◆ WHAT THE TASK ASKS:
Write out exactly the lines of the entries below from the one holding "(Some(token), _, _)" to the one holding "HTTP client configuration", inclusive, and leave out all other lines.
────────
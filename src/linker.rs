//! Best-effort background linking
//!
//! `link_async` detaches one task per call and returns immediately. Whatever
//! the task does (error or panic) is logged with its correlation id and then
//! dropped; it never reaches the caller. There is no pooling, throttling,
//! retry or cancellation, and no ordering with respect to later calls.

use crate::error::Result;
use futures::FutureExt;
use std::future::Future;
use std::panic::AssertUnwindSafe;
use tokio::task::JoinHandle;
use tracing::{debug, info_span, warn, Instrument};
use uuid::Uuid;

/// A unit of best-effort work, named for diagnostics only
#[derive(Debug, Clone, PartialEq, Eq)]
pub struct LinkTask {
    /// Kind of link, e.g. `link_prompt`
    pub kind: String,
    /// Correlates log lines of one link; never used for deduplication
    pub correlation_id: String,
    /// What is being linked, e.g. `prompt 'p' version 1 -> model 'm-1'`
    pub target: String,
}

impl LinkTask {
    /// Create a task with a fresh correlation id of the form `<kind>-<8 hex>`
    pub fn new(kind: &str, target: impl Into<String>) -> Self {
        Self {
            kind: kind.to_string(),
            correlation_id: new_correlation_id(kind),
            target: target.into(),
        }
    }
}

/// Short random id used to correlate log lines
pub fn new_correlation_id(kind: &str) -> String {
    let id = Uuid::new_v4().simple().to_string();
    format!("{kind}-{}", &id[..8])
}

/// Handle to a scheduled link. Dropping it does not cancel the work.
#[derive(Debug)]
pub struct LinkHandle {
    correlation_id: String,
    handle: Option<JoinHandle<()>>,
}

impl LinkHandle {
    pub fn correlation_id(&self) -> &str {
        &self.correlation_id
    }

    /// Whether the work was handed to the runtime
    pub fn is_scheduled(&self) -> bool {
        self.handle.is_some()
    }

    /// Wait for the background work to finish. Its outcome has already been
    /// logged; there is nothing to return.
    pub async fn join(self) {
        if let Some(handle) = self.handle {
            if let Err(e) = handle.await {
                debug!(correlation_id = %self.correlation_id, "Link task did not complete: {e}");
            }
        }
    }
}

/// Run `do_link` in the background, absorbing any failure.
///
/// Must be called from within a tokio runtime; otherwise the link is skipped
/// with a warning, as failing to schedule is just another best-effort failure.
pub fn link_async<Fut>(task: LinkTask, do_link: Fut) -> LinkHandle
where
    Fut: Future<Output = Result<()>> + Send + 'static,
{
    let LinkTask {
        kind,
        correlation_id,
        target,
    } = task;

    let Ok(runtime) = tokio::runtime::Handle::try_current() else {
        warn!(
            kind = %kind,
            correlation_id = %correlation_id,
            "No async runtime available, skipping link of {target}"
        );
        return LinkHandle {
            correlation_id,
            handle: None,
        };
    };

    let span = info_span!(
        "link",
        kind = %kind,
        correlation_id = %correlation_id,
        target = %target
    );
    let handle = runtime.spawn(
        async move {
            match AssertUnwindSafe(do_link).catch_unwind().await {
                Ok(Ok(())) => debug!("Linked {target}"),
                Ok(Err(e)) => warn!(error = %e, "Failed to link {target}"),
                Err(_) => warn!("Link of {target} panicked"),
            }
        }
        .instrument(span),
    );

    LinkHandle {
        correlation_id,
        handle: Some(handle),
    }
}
────────
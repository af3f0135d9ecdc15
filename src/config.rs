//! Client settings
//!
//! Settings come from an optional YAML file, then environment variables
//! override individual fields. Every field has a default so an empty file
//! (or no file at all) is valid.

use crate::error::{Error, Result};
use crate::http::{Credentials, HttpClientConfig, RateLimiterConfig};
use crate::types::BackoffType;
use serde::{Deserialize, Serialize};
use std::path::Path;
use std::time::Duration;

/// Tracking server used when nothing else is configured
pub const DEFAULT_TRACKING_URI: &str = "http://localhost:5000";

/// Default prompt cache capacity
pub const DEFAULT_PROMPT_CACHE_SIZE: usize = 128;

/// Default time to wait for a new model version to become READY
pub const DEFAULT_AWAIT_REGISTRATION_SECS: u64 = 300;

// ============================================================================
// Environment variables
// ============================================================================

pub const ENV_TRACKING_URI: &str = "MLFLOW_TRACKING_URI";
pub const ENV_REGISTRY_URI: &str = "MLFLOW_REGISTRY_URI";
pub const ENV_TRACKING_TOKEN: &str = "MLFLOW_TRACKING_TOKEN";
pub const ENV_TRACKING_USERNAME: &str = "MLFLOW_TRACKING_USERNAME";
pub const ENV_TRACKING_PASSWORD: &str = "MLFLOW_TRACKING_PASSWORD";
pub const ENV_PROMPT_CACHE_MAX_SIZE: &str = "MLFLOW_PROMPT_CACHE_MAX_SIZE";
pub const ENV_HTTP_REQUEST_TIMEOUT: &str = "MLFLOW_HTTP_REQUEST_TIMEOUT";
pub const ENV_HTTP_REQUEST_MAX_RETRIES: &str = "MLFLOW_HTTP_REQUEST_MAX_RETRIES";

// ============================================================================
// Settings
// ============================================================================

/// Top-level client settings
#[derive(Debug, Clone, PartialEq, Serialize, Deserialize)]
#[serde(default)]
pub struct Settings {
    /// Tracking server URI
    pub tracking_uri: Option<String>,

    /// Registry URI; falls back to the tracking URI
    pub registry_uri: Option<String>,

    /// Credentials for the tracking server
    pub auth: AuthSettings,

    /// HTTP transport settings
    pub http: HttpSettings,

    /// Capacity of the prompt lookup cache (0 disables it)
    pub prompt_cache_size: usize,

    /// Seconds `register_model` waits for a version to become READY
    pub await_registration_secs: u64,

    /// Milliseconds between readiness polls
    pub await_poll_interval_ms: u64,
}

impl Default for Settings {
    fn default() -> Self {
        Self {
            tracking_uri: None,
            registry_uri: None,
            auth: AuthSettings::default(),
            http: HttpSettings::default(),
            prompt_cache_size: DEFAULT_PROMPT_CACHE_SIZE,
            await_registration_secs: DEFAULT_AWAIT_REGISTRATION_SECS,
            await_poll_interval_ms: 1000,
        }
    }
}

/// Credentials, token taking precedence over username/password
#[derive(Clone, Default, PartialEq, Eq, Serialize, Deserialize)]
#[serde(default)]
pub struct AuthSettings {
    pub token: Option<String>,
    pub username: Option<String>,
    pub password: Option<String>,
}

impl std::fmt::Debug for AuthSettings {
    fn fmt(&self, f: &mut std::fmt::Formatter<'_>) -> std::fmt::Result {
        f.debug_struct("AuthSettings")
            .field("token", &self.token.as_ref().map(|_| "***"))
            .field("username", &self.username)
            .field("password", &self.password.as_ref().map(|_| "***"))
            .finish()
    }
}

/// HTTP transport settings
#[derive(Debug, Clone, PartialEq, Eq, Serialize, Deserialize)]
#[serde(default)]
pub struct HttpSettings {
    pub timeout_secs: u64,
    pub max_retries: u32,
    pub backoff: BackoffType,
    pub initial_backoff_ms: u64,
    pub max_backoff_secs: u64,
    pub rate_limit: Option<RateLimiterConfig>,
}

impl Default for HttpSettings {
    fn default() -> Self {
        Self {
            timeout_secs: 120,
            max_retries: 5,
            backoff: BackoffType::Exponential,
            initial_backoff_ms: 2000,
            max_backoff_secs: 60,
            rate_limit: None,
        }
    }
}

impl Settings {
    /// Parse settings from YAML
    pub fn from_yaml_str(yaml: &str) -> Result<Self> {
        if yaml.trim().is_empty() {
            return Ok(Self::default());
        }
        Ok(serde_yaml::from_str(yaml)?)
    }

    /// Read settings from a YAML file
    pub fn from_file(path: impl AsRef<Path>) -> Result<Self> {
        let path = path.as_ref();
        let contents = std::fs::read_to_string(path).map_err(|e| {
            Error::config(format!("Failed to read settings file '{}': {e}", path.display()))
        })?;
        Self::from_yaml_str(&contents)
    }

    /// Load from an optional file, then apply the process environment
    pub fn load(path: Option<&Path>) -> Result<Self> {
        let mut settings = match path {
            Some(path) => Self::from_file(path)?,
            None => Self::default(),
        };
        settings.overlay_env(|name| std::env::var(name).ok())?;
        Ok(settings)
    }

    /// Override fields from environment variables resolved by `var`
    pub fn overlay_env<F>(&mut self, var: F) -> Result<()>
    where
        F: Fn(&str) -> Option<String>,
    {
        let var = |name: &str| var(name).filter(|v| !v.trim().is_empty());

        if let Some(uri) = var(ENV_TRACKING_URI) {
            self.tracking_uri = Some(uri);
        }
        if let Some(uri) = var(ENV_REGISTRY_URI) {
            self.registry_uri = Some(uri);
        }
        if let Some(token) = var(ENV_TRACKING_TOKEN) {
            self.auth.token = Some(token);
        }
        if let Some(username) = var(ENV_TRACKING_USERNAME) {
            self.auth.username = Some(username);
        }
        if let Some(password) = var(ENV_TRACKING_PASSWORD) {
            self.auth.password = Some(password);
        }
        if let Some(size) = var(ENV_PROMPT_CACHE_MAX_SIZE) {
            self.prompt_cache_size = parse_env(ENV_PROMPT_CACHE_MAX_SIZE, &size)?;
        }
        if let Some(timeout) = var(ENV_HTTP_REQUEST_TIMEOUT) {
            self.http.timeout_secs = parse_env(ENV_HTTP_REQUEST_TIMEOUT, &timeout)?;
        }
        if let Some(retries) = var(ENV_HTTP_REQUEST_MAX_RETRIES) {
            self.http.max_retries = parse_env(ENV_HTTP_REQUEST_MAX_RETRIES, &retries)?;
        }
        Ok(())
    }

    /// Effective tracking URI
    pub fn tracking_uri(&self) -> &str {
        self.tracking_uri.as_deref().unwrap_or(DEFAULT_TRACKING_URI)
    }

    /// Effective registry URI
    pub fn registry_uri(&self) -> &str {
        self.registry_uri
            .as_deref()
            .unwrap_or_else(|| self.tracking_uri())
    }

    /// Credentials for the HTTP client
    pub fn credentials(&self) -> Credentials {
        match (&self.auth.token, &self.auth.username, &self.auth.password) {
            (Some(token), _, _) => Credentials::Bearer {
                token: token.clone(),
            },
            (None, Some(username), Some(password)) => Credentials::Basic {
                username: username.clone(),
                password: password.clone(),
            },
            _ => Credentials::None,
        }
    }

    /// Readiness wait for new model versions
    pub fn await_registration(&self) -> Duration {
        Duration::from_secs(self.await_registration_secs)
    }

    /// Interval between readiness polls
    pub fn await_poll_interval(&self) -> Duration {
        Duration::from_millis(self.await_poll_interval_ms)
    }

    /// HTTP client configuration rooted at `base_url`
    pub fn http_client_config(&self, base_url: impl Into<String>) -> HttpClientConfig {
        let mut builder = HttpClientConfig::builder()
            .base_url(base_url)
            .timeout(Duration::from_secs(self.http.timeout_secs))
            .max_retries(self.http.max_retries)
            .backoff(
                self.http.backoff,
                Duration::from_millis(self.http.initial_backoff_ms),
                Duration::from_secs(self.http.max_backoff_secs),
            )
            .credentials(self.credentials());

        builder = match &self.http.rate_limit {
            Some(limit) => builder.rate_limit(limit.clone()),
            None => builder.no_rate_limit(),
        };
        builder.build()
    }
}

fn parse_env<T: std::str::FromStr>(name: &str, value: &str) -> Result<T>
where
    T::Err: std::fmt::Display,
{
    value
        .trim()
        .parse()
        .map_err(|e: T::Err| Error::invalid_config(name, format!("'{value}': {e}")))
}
────────
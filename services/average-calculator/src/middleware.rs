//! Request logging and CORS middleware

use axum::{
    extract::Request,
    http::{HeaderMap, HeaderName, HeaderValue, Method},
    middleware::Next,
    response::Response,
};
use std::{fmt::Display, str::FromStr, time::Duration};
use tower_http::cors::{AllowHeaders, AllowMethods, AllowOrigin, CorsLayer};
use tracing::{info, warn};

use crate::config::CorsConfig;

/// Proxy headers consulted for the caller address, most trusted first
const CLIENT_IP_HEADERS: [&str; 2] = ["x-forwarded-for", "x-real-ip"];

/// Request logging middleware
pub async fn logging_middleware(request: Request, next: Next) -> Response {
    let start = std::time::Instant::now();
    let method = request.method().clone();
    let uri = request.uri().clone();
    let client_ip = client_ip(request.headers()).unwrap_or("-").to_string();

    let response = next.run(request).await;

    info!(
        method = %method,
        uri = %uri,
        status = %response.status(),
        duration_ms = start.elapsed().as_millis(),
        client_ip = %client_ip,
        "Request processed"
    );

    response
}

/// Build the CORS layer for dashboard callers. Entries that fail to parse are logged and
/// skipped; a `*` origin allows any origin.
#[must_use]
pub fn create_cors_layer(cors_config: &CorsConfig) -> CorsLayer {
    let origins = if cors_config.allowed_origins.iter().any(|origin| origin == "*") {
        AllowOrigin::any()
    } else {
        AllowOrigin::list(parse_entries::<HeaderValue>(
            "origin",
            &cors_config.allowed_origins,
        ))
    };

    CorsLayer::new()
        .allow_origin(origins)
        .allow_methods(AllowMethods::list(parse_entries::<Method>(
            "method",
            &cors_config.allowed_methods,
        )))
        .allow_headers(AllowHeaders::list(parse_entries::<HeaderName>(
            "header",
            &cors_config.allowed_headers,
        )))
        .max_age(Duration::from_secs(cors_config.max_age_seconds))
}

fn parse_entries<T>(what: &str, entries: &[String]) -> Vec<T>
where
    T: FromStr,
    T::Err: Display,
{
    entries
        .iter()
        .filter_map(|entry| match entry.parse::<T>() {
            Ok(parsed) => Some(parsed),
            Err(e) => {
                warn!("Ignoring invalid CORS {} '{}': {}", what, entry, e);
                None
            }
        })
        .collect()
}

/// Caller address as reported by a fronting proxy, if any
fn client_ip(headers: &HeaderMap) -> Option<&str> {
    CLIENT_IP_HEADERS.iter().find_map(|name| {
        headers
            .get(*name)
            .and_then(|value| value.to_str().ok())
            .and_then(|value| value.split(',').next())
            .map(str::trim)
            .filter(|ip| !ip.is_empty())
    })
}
────────
◆ ANSWER SPACE:
            (Some(token), _, _) => Credentials::Bearer {
                token: token.clone(),
            },
            (None, Some(username), Some(password)) => Credentials::Basic {
                username: username.clone(),
                password: password.clone(),
            },
            _ => Credentials::None,
        }
    }

    /// Readiness wait for new model versions
    pub fn await_registration(&self) -> Duration {
        Duration::from_secs(self.await_registration_secs)
    }

    /// Interval between readiness polls
    pub fn await_poll_interval(&self) -> Duration {
        Duration::from_millis(self.await_poll_interval_ms)
    }

    /// HTTP client configuration rooted at `base_url`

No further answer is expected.